The scenario is modeled by some mock data. The details of how data are generated are unimportant, but were added below for the sake of completeness. Ultimately, what matters is that the mock data creates the variables viewers and payrates.

using StatsBase, Distributions
using Random; Random.seed!(1234)

function audience(nr_videos; median_target)
    shape   = log(4,5)
    scale   = median_target / 2^(1/shape)
    
    viewers = rand(Pareto(shape,scale),  nr_videos)

    return viewers
end

nr_videos = 30

viewers  = audience(nr_videos, median_target = 50)      # in thousands of viewers
payrates = rand(2:6, nr_videos)                         # per thousands of viewers

Output in REPL

julia>

viewers # in thousands

30-element Vector{Float64}:
 38.8086
 70.8113
  ⋮
 72.3673
 30.2565

julia>

payrates # per thousand viewers

30-element Vector{Int64}:
 5
 3
 ⋮
 2
 4

The variables viewers and payrates enable us to calculate the total payment per video.

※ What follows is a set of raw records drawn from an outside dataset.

//! Benchmarks for pipeline construction and frame throughput.
//!
//! Run with: cargo bench
//! Run with all features: cargo bench --all-features
//!
//! Requires fixture files from `tests/fixtures/generate_fixtures.sh`.

use std::{hint::black_box, path::Path, time::Duration};

use criterion::Criterion;
use framepump::{
    FfmpegLogLevel, HardwareAccelerationMode, Pipeline, PipelineOptions,
    pixel_buffer::compact_rows,
};

const SAMPLE_VIDEO: &str = "tests/fixtures/sample_video.mp4";

fn software_options() -> PipelineOptions {
    PipelineOptions::new().with_hardware_acceleration(HardwareAccelerationMode::Software)
}

fn drain(pipeline: &mut Pipeline) -> u64 {
    let mut delivered = 0;
    while let Some(frame) = pipeline.next_frame().unwrap() {
        black_box(frame.data());
        delivered += 1;
    }
    delivered
}

fn benchmark_construction(criterion: &mut Criterion) {
    framepump::set_ffmpeg_log_level(FfmpegLogLevel::Error);

    if !Path::new(SAMPLE_VIDEO).exists() {
        eprintln!("Skipping benchmark: fixture not found");
        return;
    }

    criterion.bench_function("open pipeline (software, default chain)", |bencher| {
        bencher.iter(|| Pipeline::with_options(SAMPLE_VIDEO, software_options()).unwrap());
    });

    criterion.bench_function("open pipeline (auto)", |bencher| {
        bencher.iter(|| Pipeline::open(SAMPLE_VIDEO).unwrap());
    });
}

fn benchmark_throughput(criterion: &mut Criterion) {
    if !Path::new(SAMPLE_VIDEO).exists() {
        return;
    }

    let mut group = criterion.benchmark_group("full stream");
    group.sample_size(10);
    group.measurement_time(Duration::from_secs(15));

    group.bench_function("default chain 1280x720 bgr24", |bencher| {
        bencher.iter(|| {
            let mut pipeline = Pipeline::with_options(SAMPLE_VIDEO, software_options()).unwrap();
            drain(&mut pipeline)
        });
    });

    // Packed rows are exposed without a copy.
    group.bench_function("aligned rows 640x360 rgba", |bencher| {
        bencher.iter(|| {
            let options = software_options().with_filter("scale=w=640:h=360,format=rgba");
            let mut pipeline = Pipeline::with_options(SAMPLE_VIDEO, options).unwrap();
            drain(&mut pipeline)
        });
    });

    // Padded rows go through compaction.
    group.bench_function("padded rows 642x362 bgr24", |bencher| {
        bencher.iter(|| {
            let options = software_options().with_filter("scale=w=642:h=362,format=bgr24");
            let mut pipeline = Pipeline::with_options(SAMPLE_VIDEO, options).unwrap();
            drain(&mut pipeline)
        });
    });

    group.bench_function("owned frames via iterator", |bencher| {
        bencher.iter(|| {
            Pipeline::with_options(SAMPLE_VIDEO, software_options())
                .unwrap()
                .into_frames()
                .map(|frame| frame.unwrap().into_data().len())
                .sum::<usize>()
        });
    });

    group.finish();
}

fn benchmark_compaction(criterion: &mut Criterion) {
    let (width, height, stride) = (1280 * 3, 720, 1280 * 3 + 64);
    let plane = vec![0x5a_u8; stride * height];
    let mut output = Vec::with_capacity(width * height);

    criterion.bench_function("compact 1280x720 bgr24 rows", |bencher| {
        bencher.iter(|| {
            compact_rows(black_box(&plane), stride, width, height, &mut output).unwrap();
            black_box(output.len())
        });
    });
}

criterion::criterion_group!(
    benches,
    benchmark_construction,
    benchmark_throughput,
    benchmark_compaction,
);
criterion::criterion_main!(benches);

earnings = viewers .* payrates

Output in REPL

julia>

earnings

30-element Vector{Float64}:
 194.043
 212.434
   ⋮
 144.735
 121.026

Some General Information

We begin by examining the per-view payments made by YouTube. We first show that Johnny's payments range from $2 to $6. Moreover, using the countmaps function from the StatsBase package, we conclude that Johnny has eight videos reaching the maximum payment of $6.

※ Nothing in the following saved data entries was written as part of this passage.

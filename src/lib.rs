//! # framepump
//!
//! Hardware-accelerated video frame extraction.
//!
//! `framepump` opens a media container, decodes its video stream (on a GPU
//! or SoC video engine when one is available), runs every frame through an
//! FFmpeg filter chain that scales, maps to host memory and converts the
//! pixel layout, and hands out the result as flat pixel buffers with
//! per-frame metadata. It drives FFmpeg through the
//! [`ffmpeg-next`](https://crates.io/crates/ffmpeg-next) crate.
//!
//! ## Quick Start
//!
//! ### Pull frames
//!
//! ```no_run
//! use framepump::Pipeline;
//!
//! let mut pipeline = Pipeline::open("input.mp4")?;
//! println!("{}x{} {}", pipeline.frame_width(), pipeline.frame_height(), pipeline.pixel_format());
//!
//! while let Some(frame) = pipeline.next_frame()? {
//!     let bytes: &[u8] = frame.data();
//!     println!("frame {} pts {:?}: {} bytes", frame.frame_id(), frame.pts(), bytes.len());
//! }
//! # Ok::<(), framepump::PipelineError>(())
//! ```
//!
//! ### Custom chain on a specific device
//!
//! ```no_run
//! use framepump::{HardwareAccelerationMode, HardwareDeviceType, Pipeline, PipelineOptions};
//!
//! let options = PipelineOptions::new()
//!     .with_hardware_acceleration(HardwareAccelerationMode::Specific(HardwareDeviceType::Vaapi))
//!     .with_require_hardware(true)
//!     .with_filter("scale_vaapi=w=640:h=360:format=nv12,hwmap=mode=read,format=rgb24");
//!
//! let frames = Pipeline::with_options("input.mkv", options)?.into_frames();
//! for frame in frames {
//!     let frame = frame?;
//!     frame.to_image()?.save(format!("frame_{:05}.png", frame.metadata().frame_id))?;
//! }
//! # Ok::<(), framepump::PipelineError>(())
//! ```
//!
//! ## Features
//!
//! - **Hardware decoding**: CUDA, VAAPI, DRM PRIME (Rockchip MPP), QSV,
//!   VideoToolbox, D3D11VA and DXVA2, with optional software fallback
//! - **Filter chains**: any FFmpeg filtergraph text, validated when the
//!   pipeline is built
//! - **Flat buffers**: tightly packed rows, zero-copy when the filter output
//!   already is
//! - **Frame metadata**: sequence id, presentation timestamp, time in
//!   seconds
//! - **Stream probing**: [`MediaProbe`] without creating a decoder
//!
//! ### Optional Features
//!
//! | Feature | Description |
//! |---------|-------------|
//! | `rayon` | [`parallel::for_each_source`] runs one pipeline per source on rayon threads |
//! | `full` | Enables all of the above |
//!
//! ## Requirements
//!
//! FFmpeg development libraries must be installed. Hardware decoding also
//! needs an FFmpeg build with the matching device support and working
//! drivers; see [`available_hardware_devices`].

pub mod configuration;
pub mod decoder;
pub mod error;
pub mod ffmpeg;
pub mod filter_graph;
pub mod frame;
pub mod hardware_acceleration;
pub mod iterator;
pub mod metadata;
#[cfg(feature = "rayon")]
pub mod parallel;
pub mod pipeline;
pub mod pixel_buffer;
pub mod probe;
pub mod reader;
pub mod source;

pub use configuration::{
    DEFAULT_OUTPUT_FORMAT, DEFAULT_OUTPUT_HEIGHT, DEFAULT_OUTPUT_WIDTH, FilterDescriptor,
    PipelineOptions, PixelFormat,
};
pub use decoder::{DecodeSession, DecodeStep, Submit};
pub use error::{DecodeErrorKind, GraphErrorKind, OpenErrorKind, PipelineError};
pub use ffmpeg::{FfmpegLogLevel, get_ffmpeg_log_level, initialize, set_ffmpeg_log_level};
pub use ffmpeg_next::Rational;
pub use filter_graph::{FilterGraph, Pull, SourceFrameParameters};
pub use frame::{DecodedFrame, HardwareFrame, HostFrame};
pub use hardware_acceleration::{
    HardwareAccelerationMode, HardwareDeviceType, available_hardware_devices,
};
pub use iterator::FrameIterator;
pub use metadata::{FrameMetadata, FrameTime, MetadataTracker, StreamInfo};
pub use pipeline::{Pipeline, PipelineState};
pub use pixel_buffer::{OutputFrame, OwnedFrame, PixelBufferAdapter};
pub use probe::MediaProbe;
pub use reader::FrameReader;
pub use source::MediaSource;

range_payrates  = unique(payrates) |> sort

Output in REPL

julia>

range_payrates

5-element Vector{Int64}:
 2
 3
 4
 5
 6

using StatsBase
occurrences_payrates = countmap(payrates) |> sort

Output in REPL

julia>

occurrences_payrates

OrderedDict{Int64, Int64} with 5 entries:
  2 => 5
  3 => 6
  4 => 8
  5 => 5
  6 => 6

We can also provide some insights into Johnny's most profitable videos. By applying the sort function, we can isolate his top 3 highest-earning videos. Moreover, we can apply the sortperm function to identify their indices, allowing us to extract the payment per view and total viewers associated with each video.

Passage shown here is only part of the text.